Light sources used include infrared LEDs, visible LEDs, miniature light-bulbs and laser diodes.

====Magnetic====
Magnetic linear encoders employ either active (magnetized) or passive (variable reluctance) scales and position may be sensed using sense-coils, Hall effect or magnetoresistive readheads.
With coarser scale periods than optical encoders (typically a few hundred micrometers to several millimeters) resolutions in the order of a micrometer are the norm.

====Capacitive====
Capacitive linear encoders work by sensing the capacitance between a reader and scale. Typical applications are digital calipers. One of the disadvantages is the sensitivity to uneven dirt, which can locally change the relative permittivity.

====Inductive====
Inductive technology is robust to contaminants, allowing calipers and other measurement tools that are coolant-proof. A well-known application of the inductive measuring principle is the Inductosyn.

====Eddy current====
US Patent 3820110, "Eddy current type digital encoder and position reference", gives an example of this type of encoder, which uses a scale coded with high and low permeability, non-magnetic materials, which is detected and decoded by monitoring changes in inductance of an AC circuit that includes an inductive coil sensor.

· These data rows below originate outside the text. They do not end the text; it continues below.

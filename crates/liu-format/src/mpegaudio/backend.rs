//! 帧解码后端.
//!
//! 解析器负责分帧、时间戳与元数据, 单帧到 PCM 的解码交给 `FrameDecoder`.
//! 启用 `symphonia-backend` 特性时使用 symphonia 的 MPEG 音频解码器.

use liu_core::{LiuResult, SampleFormat};

use super::header::FrameHeader;

/// 单帧解码器
pub trait FrameDecoder: Send {
    /// 后端名称
    fn name(&self) -> &str;

    /// 输出的采样格式
    fn sample_format(&self) -> SampleFormat;

    /// 解码一个完整帧, 返回交错排列的 PCM 字节
    ///
    /// 返回空数据表示该帧没有输出 (如比特储备尚未填满).
    fn decode(&mut self, frame: &[u8], header: &FrameHeader) -> LiuResult<Vec<u8>>;

    /// 丢弃帧间状态 (seek 后调用)
    fn reset(&mut self);
}

/// 输出静音的解码器
///
/// 只验证分帧与时间线, 每帧输出与帧时长等长的 S16 静音.
#[derive(Debug, Default, Clone, Copy)]
pub struct SilenceDecoder;

impl FrameDecoder for SilenceDecoder {
    fn name(&self) -> &str {
        "silence"
    }

    fn sample_format(&self) -> SampleFormat {
        SampleFormat::S16
    }

    fn decode(&mut self, _frame: &[u8], header: &FrameHeader) -> LiuResult<Vec<u8>> {
        let len = header.samples_per_frame as usize * header.channels() as usize * 2;
        Ok(vec![0u8; len])
    }

    fn reset(&mut self) {}
}

#[cfg(feature = "symphonia-backend")]
pub use self::symphonia::SymphoniaDecoder;

#[cfg(feature = "symphonia-backend")]
mod symphonia {
    use liu_core::{LiuError, LiuResult, SampleFormat};
    use log::trace;
    use symphonia_bundle_mp3::MpaDecoder as SymMpaDecoder;
    use symphonia_core::audio::SampleBuffer;
    use symphonia_core::codecs::{
        CODEC_TYPE_MP1, CODEC_TYPE_MP2, CODEC_TYPE_MP3, CodecParameters as SymCodecParameters,
        Decoder as SymDecoderTrait, DecoderOptions as SymDecoderOptions,
    };
    use symphonia_core::errors::Error as SymError;
    use symphonia_core::formats::Packet as SymPacket;

    use super::FrameDecoder;
    use crate::mpegaudio::header::FrameHeader;

    /// symphonia MPEG 音频解码器, 输出 F32
    pub struct SymphoniaDecoder {
        decoder: Option<SymMpaDecoder>,
        layer: u8,
        /// 已解码的采样帧数, 作为 packet 时间戳
        ts: u64,
    }

    impl SymphoniaDecoder {
        pub fn new() -> Self {
            Self {
                decoder: None,
                layer: 0,
                ts: 0,
            }
        }

        fn open(&mut self, layer: u8) -> LiuResult<&mut SymMpaDecoder> {
            if self.layer != layer {
                self.decoder = None;
            }
            if self.decoder.is_none() {
                let codec = match layer {
                    1 => CODEC_TYPE_MP1,
                    2 => CODEC_TYPE_MP2,
                    _ => CODEC_TYPE_MP3,
                };
                let params = SymCodecParameters {
                    codec,
                    ..Default::default()
                };
                let decoder = SymMpaDecoder::try_new(&params, &SymDecoderOptions::default())
                    .map_err(|e| LiuError::Decode(format!("symphonia 解码器初始化失败: {e}")))?;
                self.decoder = Some(decoder);
                self.layer = layer;
            }
            self.decoder
                .as_mut()
                .ok_or_else(|| LiuError::Decode("symphonia 解码器未初始化".into()))
        }
    }

    impl Default for SymphoniaDecoder {
        fn default() -> Self {
            Self::new()
        }
    }

    impl FrameDecoder for SymphoniaDecoder {
        fn name(&self) -> &str {
            "symphonia"
        }

        fn sample_format(&self) -> SampleFormat {
            SampleFormat::F32
        }

        fn decode(&mut self, frame: &[u8], header: &FrameHeader) -> LiuResult<Vec<u8>> {
            let ts = self.ts;
            let dur = u64::from(header.samples_per_frame);
            self.ts += dur;
            let decoder = self.open(header.layer)?;
            let packet = SymPacket::new_from_slice(0, ts, dur, frame);
            let decoded = decoder.decode(&packet).map_err(|e| match e {
                SymError::DecodeError(msg) => LiuError::Decode(format!("帧解码失败: {msg}")),
                other => LiuError::Decode(format!("symphonia: {other}")),
            })?;

            let spec = *decoded.spec();
            if decoded.frames() == 0 {
                trace!("symphonia 本帧无输出");
                return Ok(Vec::new());
            }
            let mut samples = SampleBuffer::<f32>::new(decoded.capacity() as u64, spec);
            samples.copy_interleaved_ref(decoded);
            let mut out = Vec::with_capacity(samples.samples().len() * 4);
            for s in samples.samples() {
                out.extend_from_slice(&s.to_le_bytes());
            }
            Ok(out)
        }

        fn reset(&mut self) {
            if let Some(decoder) = self.decoder.as_mut() {
                decoder.reset();
            }
            self.ts = 0;
        }
    }
}

#[cfg(test)]
mod tests {
    use super::*;

    #[test]
    fn test_静音解码器输出长度() {
        let header = FrameHeader::parse(0xFFFB_9000).unwrap();
        let mut dec = SilenceDecoder;
        let pcm = dec.decode(&[0u8; 417], &header).unwrap();
        assert_eq!(pcm.len(), 1152 * 2 * 2);
        assert_eq!(dec.sample_format(), SampleFormat::S16);
    }
}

Maxon makes an example (rotary encoder) product (the MILE encoder).

===Without scales===

====Optical image sensor====
The sensors are based on an image correlation method. The sensor takes subsequent pictures from the surface being measured and compares the images for displacement. Resolutions down to a nanometer are possible.

==Applications==
There are two main areas of application for linear encoders:

===Measurement===
Measurement application include coordinate-measuring machines (CMM), laser scanners, calipers, gear measurement, tension testers, and digital read outs (DROs).

===Motion systems===
Servo controlled motion systems employ linear encoder so as to provide accurate, high-speed movement. Typical applications include robotics, machine tools, pick-and-place PCB assembly equipment; semiconductors handling and test equipment, wire bonders, printers and digital presses.

==Output signal formats==

===Incremental signals===
Linear encoders can have analog or digital outputs.

====Analog====

The sine and cosine outputs.

The industry standard analog output for linear encoders is sine and cosine quadrature signals. These are usually transmitted differentially so as to improve noise immunity. An early industry standard was 12 μA peak-peak current signals but more recently this has been replaced with 1V peak to peak voltage signals. Compared to digital transmission, the analog signals' lower bandwidth helps to minimise EMC emissions.

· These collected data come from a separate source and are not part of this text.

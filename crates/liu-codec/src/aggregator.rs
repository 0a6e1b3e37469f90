//! 输出聚合.
//!
//! 把时间上连续的小块解码输出合并为较大的缓冲区, 降低下游的逐块开销.
//! 阈值为 0 或处于直播管道时不做任何处理, 输入原样输出.

use bytes::BytesMut;
use liu_core::{Buffer, BufferFlags, clock};
use log::trace;
use std::time::Duration;

/// 输出聚合器
#[derive(Debug)]
pub struct OutputAggregator {
    /// 聚合阈值
    threshold: Duration,
    /// 相邻输出判定为连续的容差
    tolerance: Duration,
    /// 是否允许聚合 (非直播管道)
    allowed: bool,
    /// 已聚合的数据
    pending: BytesMut,
    /// 聚合起点时间戳
    start: Option<Duration>,
    /// 已聚合时长
    duration: Duration,
    /// 聚合中第一块的标志
    flags: BufferFlags,
    /// 聚合中第一块的偏移
    offset: Option<u64>,
}

impl OutputAggregator {
    /// 创建聚合器, 默认不允许聚合
    pub fn new(threshold: Duration, tolerance: Duration) -> Self {
        Self {
            threshold,
            tolerance,
            allowed: false,
            pending: BytesMut::new(),
            start: None,
            duration: Duration::ZERO,
            flags: BufferFlags::empty(),
            offset: None,
        }
    }

    /// 更新阈值与容差
    pub fn configure(&mut self, threshold: Duration, tolerance: Duration) {
        self.threshold = threshold;
        self.tolerance = tolerance;
    }

    /// 设置是否允许聚合
    pub fn set_allowed(&mut self, allowed: bool) {
        self.allowed = allowed;
    }

    /// 当前是否处于聚合模式
    pub fn is_active(&self) -> bool {
        self.allowed && !self.threshold.is_zero()
    }

    /// 是否有未输出的数据
    pub fn has_pending(&self) -> bool {
        !self.pending.is_empty()
    }

    /// 送入一块输出, 返回需要立即下发的缓冲区 (0 到 2 个)
    pub fn push(&mut self, buffer: Buffer) -> Vec<Buffer> {
        if !self.is_active() {
            // 聚合被关闭时先送出残留数据
            let mut out: Vec<Buffer> = self.take().into_iter().collect();
            out.push(buffer);
            return out;
        }

        let mut out = Vec::new();
        if self.has_pending() {
            let contiguous = match (self.start, buffer.pts) {
                (Some(start), Some(pts)) => {
                    clock::abs_diff(start + self.duration, pts) <= self.tolerance
                }
                _ => false,
            };
            if !contiguous {
                trace!("输出与当前聚合不连续, 先下发已聚合数据");
                out.extend(self.take());
            }
        }

        if !self.has_pending() {
            self.start = buffer.pts;
            self.duration = Duration::ZERO;
            self.flags = buffer.flags;
            self.offset = buffer.offset;
        }
        self.pending.extend_from_slice(&buffer.data);
        self.duration += buffer.duration.unwrap_or_default();

        if self.duration >= self.threshold {
            out.extend(self.take());
        }
        out
    }

    /// 强制下发已聚合的数据
    pub fn drain(&mut self) -> Option<Buffer> {
        self.take()
    }

    /// 丢弃已聚合的数据
    pub fn clear(&mut self) {
        self.pending.clear();
        self.start = None;
        self.duration = Duration::ZERO;
        self.flags = BufferFlags::empty();
        self.offset = None;
    }

    fn take(&mut self) -> Option<Buffer> {
        if self.pending.is_empty() {
            return None;
        }
        let data = self.pending.split().freeze();
        let buffer = Buffer {
            data,
            pts: self.start,
            duration: Some(self.duration),
            offset: self.offset,
            flags: self.flags,
        };
        trace!(
            "下发聚合缓冲区 {} 字节, 起点 {}, 时长 {:?}",
            buffer.len(),
            clock::display(buffer.pts),
            self.duration
        );
        self.clear();
        Some(buffer)
    }
}

#[cfg(test)]
mod tests {
    use super::*;

    fn piece(pts_ms: u64, dur_ms: u64, len: usize) -> Buffer {
        Buffer::new(vec![pts_ms as u8; len])
            .with_pts(Duration::from_millis(pts_ms))
            .with_duration(Duration::from_millis(dur_ms))
    }

    fn active(threshold_ms: u64) -> OutputAggregator {
        let mut agg = OutputAggregator::new(
            Duration::from_millis(threshold_ms),
            Duration::from_millis(10),
        );
        agg.set_allowed(true);
        agg
    }

    #[test]
    fn test_阈值为零时原样输出() {
        let mut agg = OutputAggregator::new(Duration::ZERO, Duration::from_millis(10));
        agg.set_allowed(true);
        let input = piece(0, 20, 8);
        assert_eq!(agg.push(input.clone()), vec![input]);
        assert!(agg.drain().is_none());
    }

    #[test]
    fn test_直播管道不聚合() {
        let mut agg = OutputAggregator::new(Duration::from_millis(100), Duration::from_millis(10));
        let input = piece(0, 20, 8);
        assert_eq!(agg.push(input.clone()), vec![input]);
    }

    #[test]
    fn test_达到阈值后下发() {
        let mut agg = active(50);
        assert!(agg.push(piece(0, 20, 4)).is_empty());
        assert!(agg.push(piece(20, 20, 4)).is_empty());
        let out = agg.push(piece(40, 20, 4));
        assert_eq!(out.len(), 1);
        assert_eq!(out[0].len(), 12);
        assert_eq!(out[0].pts, Some(Duration::ZERO));
        assert_eq!(out[0].duration, Some(Duration::from_millis(60)));
    }

    #[test]
    fn test_不连续时先下发() {
        let mut agg = active(100);
        assert!(agg.push(piece(0, 20, 4)).is_empty());
        // 间隔 30ms, 超出 10ms 容差
        let out = agg.push(piece(50, 20, 4));
        assert_eq!(out.len(), 1);
        assert_eq!(out[0].pts, Some(Duration::ZERO));
        let rest = agg.drain().unwrap();
        assert_eq!(rest.pts, Some(Duration::from_millis(50)));
    }

    #[test]
    fn test_缺失时间戳视为不连续() {
        let mut agg = active(100);
        agg.push(piece(0, 20, 4));
        let out = agg.push(Buffer::new(vec![0u8; 4]).with_duration(Duration::from_millis(20)));
        assert_eq!(out.len(), 1);
        assert_eq!(agg.drain().unwrap().pts, None);
    }
}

Quadrature sine/cosine signals can be monitored easily by using an oscilloscope in XY mode to display a circular Lissajous figure. Highest accuracy signals are obtained if the Lissajous figure is circular (no gain or phase error) and perfectly centred. Modern encoder systems employ circuitry to trim these error mechanisms automatically. The overall accuracy of the linear encoder is a combination of the scale accuracy and errors introduced by the readhead. Scale contributions to the error budget include linearity and slope (scaling factor error). Readhead error mechanisms are usually described as cyclic error or sub-divisional error (SDE) as they repeat every scale period. The largest contributor to readhead inaccuracy is signal offset, followed by signal imbalance (ellipticity) and phase error (the quadrature signals not being exactly 90° apart). Overall signal size does not affect encoder accuracy, however, signal-to-noise and jitter performance may degrade with smaller signals. Automatic signal compensation mechanisms can include automatic offset compensation (AOC), automatic balance compensation (ABC) and automatic gain control (AGC). Phase is more difficult to compensate dynamically and is usually applied as one time compensation during installation or calibration. Other forms of inaccuracy include signal distortion (frequently harmonic distortion of the sine/cosine signals).

====Digital====

The A and B quadrature channels

A linear incremental encoder has two digital output signals, A and B, which issue quadrature squarewaves. Depending on its internal mechanism, an encoder may derive A and B directly from sensors which are fundamentally digital in nature, or it may interpolate its internal, analogue sine/cosine signals. In the latter case, the interpolation process effectively sub-divides the scale period and thereby achieves higher measurement resolution.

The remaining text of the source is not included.